Questa scelta à stata una responsabilità di Draghi o del PD?
«È stata la pressione dei Dem, e io in aula gliel’ho detto: “ci spiace che si sia messo nelle mani del PD”. Del resto il capo di gabinetto di Draghi, Funiciello, è organico al PD. Il premier ha sposato in tutto e per tutto la tesi del PD, che puntava a costituire il campo largo con i 5 Stelle, ma “malmenati”, perché sarebbero rientrati in maggioranza un po’ ammaccati. Però da un lato Conte non ha mollato e noi dall’altra parte abbiamo ribadito quella che è stata la nostra linea sin dal primo giorno di questa crisi: riprendiamo, ma senza i 5 Stelle».

E adesso?
«Aspettiamo che il presidente della Repubblica ci dica quando si andrà al voto. Ragionevolmente sarà il 25 settembre, prima della sessione di bilancio, e quindi con un nuovo Parlamento che esprimerà una maggioranza che sarà in grado di dare continuità agli impegni. Anche quelli che descrivono la venuta delle cavallette, della peste, del colera e dei meteoriti, sono gli stessi che dicevano queste cose ai tempi della riforma Costituzionale di Renzi, se non fosse passata. Non mi sembra sia avvenuto. Nella realtà dei fatti è un passaggio molto veloce, si andrà ad elezioni, continueranno le riforme, il PNRR andrà avanti. Sono percorsi innestati che non subiscono l’andirivieni della politica. C’è una drammatizzazione dei contenuti che prescinde dalla realtà».

Forza Italia però si sta sgretolando, è un problema per il centrodestra?
«Sono trent’anni che ad ogni tornata elettorale la sinistra per deviare l’attenzione parla dei problemi del centrodestra. Fino a prova contraria siamo sempre andati assieme e anche in questa circostanza ci siamo mossi assieme. Che ci sia qualche dissenziente in Forza Italia ci sta, è un partito liberale che ha sempre avuto posizioni differenti al suo interno. Noi siamo molto più compatti».

Eppure la Lega era descritta come divisa tra un’anima governista giorgettiana e una salviniana più radicale?
«Sono narrazioni che lasciamo a certi giornalisti che cercano di inventarsi le notizie.
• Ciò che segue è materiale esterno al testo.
//! Image encoding.
//!
//! JPEG targets are offered to each hardware encoder whose predicate accepts
//! the image shape, in registry order. Failures fall through silently; the
//! software codec for the target format is the last resort and receives
//! codec-order (RGB) samples.

use std::borrow::Cow;
use std::path::Path;

use tracing::{debug, trace, warn};

use crate::cache::EncoderCache;
use crate::codecs::{self, EncoderKey, InstancePolicy, JpegEncodeAdapter};
use crate::config::CodecConfig;
use crate::normalize;
use crate::params::Params;
use crate::pixel::{Channels, PixelView};
use crate::stats::DispatchStats;
use crate::{CodecError, CodecRegistry, ImageFormat};

/// Encoded image output.
#[derive(Clone, Debug, PartialEq, Eq)]
pub struct EncodeOutput {
    /// Encoded image data.
    pub data: Vec<u8>,
    /// Container format of `data`.
    pub format: ImageFormat,
    /// Hardware adapter that produced `data`, or `None` for the software codec.
    pub adapter: Option<&'static str>,
}

/// Image encode request builder.
///
/// # Example
///
/// ```no_run
/// use zenimgio::{Channels, EncodeRequest, ImageFormat, Params, PixelBuffer};
///
/// let image = PixelBuffer::new(100, 100, Channels::Bgr)?;
/// let params = Params::new().with_jpeg_quality(85);
/// let output = EncodeRequest::new(ImageFormat::Jpeg)
///     .with_params(&params)
///     .encode(image.as_view())?;
/// # Ok::<(), zenimgio::CodecError>(())
/// ```
pub struct EncodeRequest<'a> {
    format: ImageFormat,
    params: Option<&'a Params>,
    registry: Option<&'a CodecRegistry>,
    codec_config: Option<&'a CodecConfig>,
    cache: Option<&'a mut EncoderCache>,
    stats: Option<&'a DispatchStats>,
}

impl<'a> EncodeRequest<'a> {
    /// Encode to a specific format.
    pub fn new(format: ImageFormat) -> Self {
        Self {
            format,
            params: None,
            registry: None,
            codec_config: None,
            cache: None,
            stats: None,
        }
    }

    /// Encode to the format named by an extension such as `".png"` or `"JPG"`.
    pub fn from_extension(ext: &str) -> Result<Self, CodecError> {
        ImageFormat::from_extension(ext)
            .map(Self::new)
            .ok_or_else(|| CodecError::UnrecognizedExtension(ext.to_string()))
    }

    /// Encode to the format implied by `path`'s extension.
    pub fn for_path(path: &Path) -> Result<Self, CodecError> {
        ImageFormat::from_path(path).map(Self::new)
    }

    pub fn format(&self) -> ImageFormat {
        self.format
    }

    /// Set the `(key, value)` option list.
    pub fn with_params(mut self, params: &'a Params) -> Self {
        self.params = Some(params);
        self
    }

    /// Set the adapters to try. Defaults to [`CodecRegistry::platform`].
    pub fn with_registry(mut self, registry: &'a CodecRegistry) -> Self {
        self.registry = Some(registry);
        self
    }

    pub fn with_codec_config(mut self, config: &'a CodecConfig) -> Self {
        self.codec_config = Some(config);
        self
    }

    /// Reuse and refresh sessions in `cache`. Without one, cached-policy
    /// sessions live only for this call.
    pub fn with_cache(mut self, cache: &'a mut EncoderCache) -> Self {
        self.cache = Some(cache);
        self
    }

    /// Count dispatch events into `stats`.
    pub fn with_stats(mut self, stats: &'a DispatchStats) -> Self {
        self.stats = Some(stats);
        self
    }

    /// Append the encoded image to `sink`. On failure `sink` is untouched.
    pub fn encode_into(self, view: PixelView<'_>, sink: &mut Vec<u8>) -> Result<(), CodecError> {
        let output = self.encode(view)?;
        sink.extend_from_slice(&output.data);
        Ok(())
    }

    /// Encode and write to `path`. Nothing is written unless encoding succeeds.
    pub fn write_file(self, view: PixelView<'_>, path: &Path) -> Result<(), CodecError> {
        let output = self.encode(view)?;
        std::fs::write(path, &output.data).inspect_err(|e| {
            warn!(path = %path.display(), error = %e, "could not write image file");
        })?;
        Ok(())
    }

    /// Encode canonical-order pixels.
    pub fn encode(self, view: PixelView<'_>) -> Result<EncodeOutput, CodecError> {
        let EncodeRequest {
            format,
            params,
            registry,
            codec_config,
            cache,
            stats,
        } = self;

        let default_registry;
        let registry = match registry {
            Some(r) => r,
            None => {
                default_registry = CodecRegistry::platform();
                &default_registry
            }
        };
        let default_config;
        let config = match codec_config {
            Some(c) => c,
            None => {
                default_config = CodecConfig::default();
                &default_config
            }
        };
        let mut call_cache;
        let cache = match cache {
            Some(c) => c,
            None => {
                call_cache = EncoderCache::new();
                &mut call_cache
            }
        };
        let fallback_stats = DispatchStats::new();
        let stats = stats.unwrap_or(&fallback_stats);

        config
            .limits
            .check_dimensions(u64::from(view.width()), u64::from(view.height()))?;

        let quality = params.map_or(config.default_jpeg_quality, |p| {
            p.jpeg_quality(config.default_jpeg_quality)
        });

        if format == ImageFormat::Jpeg {
            let key = EncoderKey {
                width: view.width(),
                height: view.height(),
                channels: view.channels(),
                quality,
            };
            for adapter in registry.jpeg_encoders() {
                if !adapter.supported(key.width, key.height, key.channels) {
                    continue;
                }
                stats.hw_encode_attempt();
                let pixels = view.to_contiguous();
                match encode_hardware(adapter, &key, &pixels, cache, stats) {
                    Ok(data) => {
                        debug!(adapter = adapter.name(), bytes = data.len(), "hardware encode");
                        return Ok(EncodeOutput {
                            data,
                            format,
                            adapter: Some(adapter.name()),
                        });
                    }
                    Err(e) => {
                        stats.hw_encode_fallthrough();
                        debug!(adapter = adapter.name(), error = %e, "hardware encode fell through");
                    }
                }
            }
        }

        encode_software(format, view, quality, registry, config, stats)
            .map(|data| EncodeOutput {
                data,
                format,
                adapter: None,
            })
            .inspect_err(|e| warn!(?format, error = %e, "encode failed"))
    }
}

fn encode_hardware(
    adapter: &dyn JpegEncodeAdapter,
    key: &EncoderKey,
    pixels: &[u8],
    cache: &mut EncoderCache,
    stats: &DispatchStats,
) -> Result<Vec<u8>, CodecError> {
    let mut out = Vec::new();
    match adapter.policy() {
        InstancePolicy::Cached => {
            if let Some(session) = cache.get_mut(adapter.name(), key) {
                stats.encoder_cache_hit();
                trace!(adapter = adapter.name(), ?key, "encoder cache hit");
                session.encode(pixels, &mut out)?;
                return Ok(out);
            }
            stats.encoder_init();
            let mut session = adapter.init(key)?;
            session.encode(pixels, &mut out)?;
            cache.insert(adapter.name(), *key, session);
        }
        InstancePolicy::PerCall => {
            stats.encoder_init();
            let mut session = adapter.init(key)?;
            session.encode(pixels, &mut out)?;
        }
    }
    Ok(out)
}

fn encode_software(
    format: ImageFormat,
    view: PixelView<'_>,
    quality: i32,
    registry: &CodecRegistry,
    config: &CodecConfig,
    stats: &DispatchStats,
) -> Result<Vec<u8>, CodecError> {
    if !registry.can_encode(format) {
        return Err(if codecs::encoder_available(format) {
            CodecError::DisabledFormat(format)
        } else {
            CodecError::UnsupportedFormat(format)
        });
    }
    stats.sw_encode();

    let channels = view.channels();
    let pixels: Cow<'_, [u8]> = match channels {
        Channels::Gray => view.to_contiguous(),
        Channels::Bgr | Channels::Bgra => {
            let mut owned = view.to_contiguous().into_owned();
            normalize::canonical_to_codec(&mut owned, channels);
            Cow::Owned(owned)
        }
    };

    codecs::encode_software(
        format,
        &pixels,
        view.width(),
        view.height(),
        channels,
        quality,
        config,
    )
}

#[cfg(test)]
mod tests {
    use super::*;
    use crate::pixel::PixelBuffer;

    fn bgr(width: u32, height: u32) -> PixelBuffer {
        let data = (0..width * height * 3).map(|i| (i * 13 % 256) as u8).collect();
        PixelBuffer::from_vec(width, height, Channels::Bgr, data).unwrap()
    }

    #[test]
    fn extension_parsing() {
        assert_eq!(
            EncodeRequest::from_extension(".JPG").unwrap().format(),
            ImageFormat::Jpeg
        );
        assert!(matches!(
            EncodeRequest::from_extension(".tiff"),
            Err(CodecError::UnrecognizedExtension(_))
        ));
        assert!(matches!(
            EncodeRequest::for_path(Path::new("noext")),
            Err(CodecError::MissingExtension(_))
        ));
    }

    #[cfg(feature = "png")]
    #[test]
    fn software_png_leaves_caller_untouched() {
        let image = bgr(4, 4);
        let before = image.clone();
        let output = EncodeRequest::new(ImageFormat::Png)
            .with_registry(&CodecRegistry::software_only())
            .encode(image.as_view())
            .unwrap();
        assert_eq!(output.adapter, None);
        assert_eq!(ImageFormat::detect(&output.data), Some(ImageFormat::Png));
        assert_eq!(image, before);
    }

    #[cfg(feature = "bmp")]
    #[test]
    fn strided_view_is_packed() {
        let image = bgr(6, 5);
        let view = image.view(1, 1, 3, 3).unwrap();
        assert!(!view.is_contiguous());
        let output = EncodeRequest::new(ImageFormat::Bmp)
            .with_registry(&CodecRegistry::software_only())
            .encode(view)
            .unwrap();
        assert_eq!(&output.data[..2], b"BM");
    }

    #[test]
    fn disabled_format() {
        let image = bgr(2, 2);
        let result = EncodeRequest::new(ImageFormat::Png)
            .with_registry(&CodecRegistry::none())
            .encode(image.as_view());
        assert!(matches!(
            result,
            Err(CodecError::DisabledFormat(_) | CodecError::UnsupportedFormat(_))
        ));
    }

    #[cfg(feature = "png")]
    #[test]
    fn sink_untouched_on_failure() {
        let image = bgr(2, 2);
        let mut sink = vec![7u8];
        let result = EncodeRequest::new(ImageFormat::Png)
            .with_registry(&CodecRegistry::none())
            .encode_into(image.as_view(), &mut sink);
        assert!(result.is_err());
        assert_eq!(sink, [7]);

        EncodeRequest::new(ImageFormat::Png)
            .with_registry(&CodecRegistry::software_only())
            .encode_into(image.as_view(), &mut sink)
            .unwrap();
        assert_eq!(sink[0], 7);
        assert_eq!(&sink[1..5], b"\x89PNG");
    }

    #[test]
    fn dimension_limits() {
        let image = bgr(8, 8);
        let config = CodecConfig::default()
            .with_limits(crate::Limits::none().with_max_width(4));
        let result = EncodeRequest::new(ImageFormat::Bmp)
            .with_codec_config(&config)
            .encode(image.as_view());
        assert!(matches!(result, Err(CodecError::LimitExceeded(_))));
    }
}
Io ieri ho ringraziato i Ministri della Lega che si sono messi a disposizione al governo e che con altrettanta serietà non hanno avuto esitazione a togliersi da quelle poltrone, mentre altri erano inchiodati. In questo momento l’Italia ha bisogno di stabilità. E la si ottiene con un governo eletto, e stabile. Quello di Draghi è nato su una spinta emergenziale: noi abbiamo fatto la nostra parte, altri come Di Maio e Conte si sono messi a litigare, e altri ancora invece di pensare all’economia si sono messi a parlare di cannabis e di immigrazione. La differenza è questa: noi tiriamo dritto, andremo al governo e daremo le risposte che servono».

Ma come gestirete la competizione interna al centrodestra con Fratelli d’Italia, che parte in vantaggio nei sondaggi?
«Ognuno fa la sua parte, noi abbiamo deciso di farla stando in una maggioranza e dando delle risposte, loro hanno preferito farla stando in opposizione criticando le azioni del governo. Alla fine del percorso ci si riunisce e ci si confronterà sulle cose da fare nel futuro, non su quelle fatte in passato».

Quindi farete un governo di centrodestra dopo le elezioni?
«Come abbiamo sempre fatto. Si vincono le elezioni con i numeri e con un programma da attuare. Non servono alchimie con formule strane, serve la concretezza. Quella dei problemi reali che ho richiamato in aula al Senato».

Come quando ha tirato le orecchie a Draghi per le sue parole sui tassisti?
«Chi fa politica deve prendersi la responsabilità di ascoltare anche chi dissente. E adesso il ritorno alla politica è necessario».

La politica però è nel mirino. Basta leggere i titoli dei giornali di oggi…
«L’immagine di degrado di oggi è quella di una tavola imbandita a fine cena, con gli scarti e lo squallore. Ma questo è un Parlamento che ha avuto 400 cambi di casacca, Di Maio che diceva che chi cambia casacca deve dimettersi e fa l’opposto, Renzi che fa cadere il governo Conte e promuove un altro governo per fargli le scarpe: questo non è lo standard, sono gli avanzi da spazzare via».